April 23, 1969.
Samuel S. Jacobson, Datz Jacobson, Jacksonville, Fla., for appellant.
William A. Meadows, Jr., U.S. Atty., Michael J. Osman, Asst. U.S. Atty., Miami, Fla., by Jose E. Martinez, Asst. U.S. Atty., Miami, Fla., for appellee.
Appellant Crosby was tried and convicted of mail fraud and conspiracy in the United States District Court for the Southern District of Florida and was sentenced to two consecutive five-year terms. On direct appeal to this court, he argued inter alia that the district court "erred in refusing to allow either Crosby or his counsel to examine his presentence report." In rejecting his contention, this court stated:
[W]e find no abuse of discretion by the District Court here in refusing to allow Crosby access to the report. Of course our affirmance does not preclude Crosby from seeking a resentence in the District Court under F.R.Crim.P. 35 in which event he might persuade the court to exercise the discretionary authority under new Rule 32 to allow him to see the report and offer any comments or explanations he might have.

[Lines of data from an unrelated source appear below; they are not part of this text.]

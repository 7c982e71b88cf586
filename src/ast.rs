//! Tree model for parsed HEEx templates.
//!
//! The tree is a pure ownership hierarchy: every node is created by the
//! tree builder, immutable afterwards, and freed when the owning
//! [`Document`] drops. There are no back-references and no shared
//! subtrees, so documents move freely across threads.

// =============================================================================
// Supporting enums
// =============================================================================

/// Whether a component refers to a local function or a remote module.
#[derive(Debug, Clone, Copy, PartialEq, Eq)]
pub enum ComponentType {
    /// `<.button>` - resolved against the enclosing module.
    Local,
    /// `<MyApp.Button>` - a fully qualified module path.
    Remote,
}

impl ComponentType {
    pub fn as_str(&self) -> &'static str {
        match self {
            Self::Local => "local",
            Self::Remote => "remote",
        }
    }
}

/// The flavor of a classical EEx construct.
#[derive(Debug, Clone, Copy, PartialEq, Eq)]
pub enum EExType {
    /// `<%= … %>` - emits a value.
    Output,
    /// `<% … %>` - executes without emitting.
    Exec,
    /// `<%# … %>` - a comment.
    Comment,
}

impl EExType {
    pub fn as_str(&self) -> &'static str {
        match self {
            Self::Output => "output",
            Self::Exec => "exec",
            Self::Comment => "comment",
        }
    }
}

/// The role of a clause inside an [`Node::EExBlock`].
#[derive(Debug, Clone, Copy, PartialEq, Eq)]
pub enum ClauseType {
    /// The initial `do` body.
    Do,
    /// An `<% else %>` branch.
    Else,
    /// The terminating `<% end %>`; carries no children.
    End,
    /// A `case`/`cond` arm such as `<% :ok -> %>`.
    Arrow,
}

impl ClauseType {
    pub fn as_str(&self) -> &'static str {
        match self {
            Self::Do => "do",
            Self::Else => "else",
            Self::End => "end",
            Self::Arrow => "->",
        }
    }
}

// =============================================================================
// Tree nodes
// =============================================================================

/// An opaque embedded expression, as written between `{` and `}`.
#[derive(Debug, Clone, PartialEq, Eq)]
pub struct Expression {
    /// The expression source text. Never parsed, never evaluated.
    pub code: String,
}

/// One attribute on an element, component, or slot.
#[derive(Debug, Clone, PartialEq, Eq)]
pub enum Attribute {
    /// `name="value"`, or a bare boolean attribute stored as `"true"`.
    Static { name: String, value: String },
    /// `name={expression}`.
    Dynamic { name: String, expression: Expression },
    /// A bare `{expression}` in attribute position, merging a map of
    /// attributes into the tag.
    Spread { expression: Expression },
    /// `:if={…}`, `:for={…}`, `:key={…}`, `:let={…}`; the stored kind
    /// drops the leading colon.
    Special { kind: String, expression: Expression },
}

/// A named hole in a component body, written `<:name>…</:name>`.
#[derive(Debug, Clone, PartialEq, Eq)]
pub struct Slot {
    /// The slot name, without the leading colon.
    pub name: String,
    pub attributes: Vec<Attribute>,
    pub children: Vec<Node>,
    /// The `:let` binding, when the slot declares one.
    pub let_binding: Option<String>,
}

/// One clause of an EEx block: the initial `do` body, an `else` branch,
/// a `->` arm, or the closing `end`.
#[derive(Debug, Clone, PartialEq, Eq)]
pub struct EExClause {
    pub clause_type: ClauseType,
    /// The arm head for `->` clauses; absent for `do`/`else`/`end`.
    pub expression: Option<String>,
    pub children: Vec<Node>,
}

/// A node in the template tree.
#[derive(Debug, Clone, PartialEq, Eq)]
pub enum Node {
    /// A run of plain text.
    Text { content: String },
    /// An ordinary HTML element.
    Element {
        tag: String,
        attributes: Vec<Attribute>,
        children: Vec<Node>,
        /// True when the element was written `/>` or its tag is void.
        /// Implies empty children.
        self_closing: bool,
    },
    /// A function component, local (`<.button>`) or remote
    /// (`<MyApp.Button>`). Slot children are routed into `slots`; every
    /// other body node lands in `children`, in source order.
    Component {
        component_type: ComponentType,
        /// Keeps the leading `.` for local components.
        name: String,
        attributes: Vec<Attribute>,
        children: Vec<Node>,
        slots: Vec<Slot>,
    },
    /// A slot outside a component body. Inside one, slots live on the
    /// component node instead.
    Slot(Slot),
    /// A curly-brace interpolation `{…}`.
    Expression(Expression),
    /// A classical EEx construct without block structure.
    EEx { eex_type: EExType, code: String },
    /// An EEx block such as `<%= if … do %> … <% end %>`.
    EExBlock {
        /// The leading keyword: `if`, `for`, `case`, `cond`, or `unless`.
        block_type: String,
        /// The head expression, with any trailing ` do` removed.
        expression: String,
        clauses: Vec<EExClause>,
    },
    /// An HTML comment; the content is kept verbatim.
    Comment { content: String },
}

/// A parsed template: the sequence of top-level nodes.
#[derive(Debug, Clone, PartialEq, Eq, Default)]
pub struct Document {
    pub children: Vec<Node>,
}

// =============================================================================
// Void elements
// =============================================================================

/// HTML elements that admit no children and no closing tag.
const VOID_ELEMENTS: [&str; 14] = [
    "area", "base", "br", "col", "embed", "hr", "img", "input", "link", "meta", "param", "source",
    "track", "wbr",
];

/// Returns true for HTML void elements. Matching is case-insensitive.
pub fn is_void_element(tag: &str) -> bool {
    VOID_ELEMENTS.iter().any(|v| tag.eq_ignore_ascii_case(v))
}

Bannister v. United States, 379 F.2d 750, 754 (5th Cir. 1967), cert. denied, 390 U.S. 927, 88 S.Ct. 861, 19 L.Ed.2d 988 (1968). Taking the cue given by the court, Crosby submitted motions in the district court for a reduction in sentence and for the disclosure of the presentence report. This appeal is from the denial of Crosby's motions.

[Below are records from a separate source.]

fn read_attribute<'a, 'input>(ctx: &DocContext<'a, 'input>, node: Node<'a, 'input>) -> SchemaAttribute {
    let name = node.attribute("name").unwrap_or_default();
    let mut attribute = SchemaAttribute::new(name, "xsd:string");
    if let Some(declared) = node.attribute("type") {
        attribute.data_type = declared.to_owned();
    }
    attribute.use_ = match node.attribute("use") {
        Some("required") => AttributeUse::Required,
        _ => AttributeUse::Optional,
    };
    attribute.default = node.attribute("default").map(str::to_owned);
    attribute.appinfo = appinfo_fragment(ctx, node);

    if let Some(simple) = child_named(node, "simpleType") {
        if let Some(restriction) = child_named(simple, "restriction") {
            if let Some(base) = restriction.attribute("base") {
                attribute.data_type = base.to_owned();
            }
            attribute.values = enumeration_values(restriction);
        }
        if let Some(union) = child_named(simple, "union") {
            attribute.union_of = union
                .attribute("memberTypes")
                .unwrap_or_default()
                .split_whitespace()
                .map(str::to_owned)
                .collect();
        }
    }
    attribute
}

fn child_named<'a, 'input>(node: Node<'a, 'input>, name: &str) -> Option<Node<'a, 'input>> {
    node.children()
        .find(|n| n.is_element() && n.tag_name().name() == name)
}

fn enumeration_values(restriction: Node) -> Vec<String> {
    restriction
        .children()
        .filter(|n| n.is_element() && n.tag_name().name() == "enumeration")
        .filter_map(|n| n.attribute("value"))
        .map(str::to_owned)
        .collect()
}

fn extension_base(complex_type: Node) -> Option<String> {
    for wrapper in ["complexContent", "simpleContent"] {
        if let Some(content) = child_named(complex_type, wrapper) {
            if let Some(extension) = child_named(content, "extension") {
                return extension.attribute("base").map(|b| strip_prefix(b).to_owned());
            }
        }
    }
    None
}

/// The raw inner payload of an `<annotation><appinfo>` block, if present.
/// The payload keeps its source form; the model parses it lazily.
fn appinfo_fragment<'a, 'input>(ctx: &DocContext<'a, 'input>, node: Node<'a, 'input>) -> Option<String> {
    let annotation = child_named(node, "annotation")?;
    let appinfo = child_named(annotation, "appinfo")?;
    let payload = appinfo.children().find(Node::is_element)?;
    Some(ctx.text[payload.range()].to_owned())
}

fn strip_prefix(name: &str) -> &str {
    name.rsplit(':').next().unwrap_or(name)
}

fn parse_occurs(value: Option<&str>, default: u32) -> u32 {
    match value {
        None => default,
        Some("unbounded") => UNBOUNDED,
        Some(v) => v.parse().unwrap_or(default),
    }
}

#[cfg(test)]
mod tests {
    use super::*;

    const SCHEMA: &str = r#"
<xsd:schema xmlns:xsd="http://www.w3.org/2001/XMLSchema"
            targetNamespace="http://example.org/Schemas/OME">
  <xsd:element name="OME">
    <xsd:complexType>
      <xsd:sequence>
        <xsd:element ref="Image" minOccurs="0" maxOccurs="unbounded"/>
        <xsd:element name="Typed" type="ImageType" minOccurs="0"/>
      </xsd:sequence>
    </xsd:complexType>
  </xsd:element>
  <xsd:element name="Image">
    <xsd:annotation>
      <xsd:appinfo><xsdfu><plural>Images</plural></xsdfu></xsd:appinfo>
    </xsd:annotation>
    <xsd:complexType>
      <xsd:sequence>
        <xsd:element name="Kind" minOccurs="0">
          <xsd:simpleType>
            <xsd:restriction base="xsd:string">
              <xsd:enumeration value="Gas"/>
              <xsd:enumeration value="OTHER"/>
            </xsd:restriction>
          </xsd:simpleType>
        </xsd:element>
        <xsd:choice minOccurs="0" maxOccurs="unbounded">
          <xsd:element name="Rectangle" type="xsd:string"/>
          <xsd:element name="Ellipse" type="xsd:string"/>
        </xsd:choice>
      </xsd:sequence>
      <xsd:attribute name="ID" use="required" type="LSID"/>
      <xsd:attribute name="Fill" default="black" type="xsd:string"/>
    </xsd:complexType>
  </xsd:element>
  <xsd:complexType name="ImageType" mixed="true">
    <xsd:sequence/>
  </xsd:complexType>
  <xsd:element name="Derived">
    <xsd:complexType>
      <xsd:complexContent>
        <xsd:extension base="ImageType">
          <xsd:attribute name="Extra" type="xsd:string"/>
        </xsd:extension>
      </xsd:complexContent>
    </xsd:complexType>
  </xsd:element>
  <xsd:simpleType name="LSID">
    <xsd:restriction base="xsd:string"/>
  </xsd:simpleType>
  <xsd:simpleType name="Hex40">
    <xsd:union memberTypes="HexString LSID"/>
  </xsd:simpleType>
</xsd:schema>
"#;

    fn tree() -> SchemaTree {
        read_schema_text(SCHEMA).unwrap()
    }

    fn find(tree: &SchemaTree, name: &str) -> ElementId {
        tree.ids()
            .find(|&id| tree.element(id).name == name)
            .unwrap_or_else(|| panic!("{name} not in tree"))
    }

    #[test]
    fn explicit_define_detection() {
        let tree = tree();
        assert!(tree.element(find(&tree, "OME")).explicit_define);
        let image_top = tree
            .ids()
            .find(|&id| {
                let e = tree.element(id);
                e.name == "Image" && e.top_level
            })
            .unwrap();
        assert!(tree.element(image_top).explicit_define);
        // A typed element and a reference are not explicit defines.
        assert!(!tree.element(find(&tree, "Typed")).explicit_define);
        let image_ref = tree.element(find(&tree, "OME")).children[0];
        assert!(!tree.element(image_ref).explicit_define);
    }

    #[test]
    fn reference_resolves_target_content() {
        let tree = tree();
        let ome = find(&tree, "OME");
        let image_ref = tree.element(ome).children[0];
        let e = tree.element(image_ref);
        assert_eq!(e.name, "Image");
        assert_eq!(e.min_occurs, 0);
        assert_eq!(e.max_occurs, UNBOUNDED);
        assert!(e.is_complex);
        // Content and appinfo come from the referenced declaration.
        assert_eq!(e.attributes.len(), 2);
        assert!(e.appinfo.as_deref().unwrap().contains("Images"));
    }

    #[test]
    fn attribute_details() {
        let tree = tree();
        let image = find(&tree, "Image");
        let attrs = &tree.element(image).attributes;
        assert_eq!(attrs[0].name, "ID");
        assert_eq!(attrs[0].data_type, "LSID");
        assert_eq!(attrs[0].use_, AttributeUse::Required);
        assert_eq!(attrs[1].name, "Fill");
        assert_eq!(attrs[1].use_, AttributeUse::Optional);
        assert_eq!(attrs[1].default.as_deref(), Some("black"));
    }

    #[test]
    fn inline_simple_type_becomes_enumeration() {
        let tree = tree();
        let kind = find(&tree, "Kind");
        let e = tree.element(kind);
        assert_eq!(e.xsd_type, "xsd:string");
        assert_eq!(e.values, ["Gas", "OTHER"]);
        assert!(!e.is_complex);
    }

    #[test]
    fn choice_membership() {
        let tree = tree();
        let rectangle = tree.element(find(&tree, "Rectangle"));
        let occurs = rectangle.choice.unwrap();
        assert_eq!(occurs.min, 0);
        assert_eq!(occurs.max, UNBOUNDED);
        assert_eq!(rectangle.max_occurs, 1);
        assert!(tree.element(find(&tree, "Ellipse")).choice.is_some());
    }

    #[test]
    fn top_level_simple_types() {
        let tree = tree();
        let lsid = tree
            .simple_types()
            .iter()
            .find(|st| st.name == "LSID")
            .unwrap();
        assert_eq!(lsid.base.as_deref(), Some("xsd:string"));
        let hex = tree
            .simple_types()
            .iter()
            .find(|st| st.name == "Hex40")
            .unwrap();
        assert_eq!(hex.union_of, ["HexString", "LSID"]);
    }

    #[test]
    fn mixed_extension_chain_is_flagged() {
        let tree = tree();
        let derived = tree.element(find(&tree, "Derived"));
        assert_eq!(derived.base.as_deref(), Some("ImageType"));
        assert!(derived.mixed_extension_error);
        assert!(!tree.element(find(&tree, "Image")).mixed_extension_error);
    }

    #[test]
    fn namespace_is_carried() {
        let tree = tree();
        let image = tree.element(find(&tree, "Image"));
        assert_eq!(image.namespace, "http://example.org/Schemas/OME");
    }
}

The contention made on this appeal is that the district court erred in refusing to disclose the presentence report. As indicated above, this same contention was considered and rejected on the direct appeal. We need not consider the matter again. See Putt v. United States, 392 F.2d 64, 65 n. 1 (5th Cir.), cert. denied, 393 U.S. 929, 89 S.Ct. 264, 21 L.Ed. 2d 266 (1968).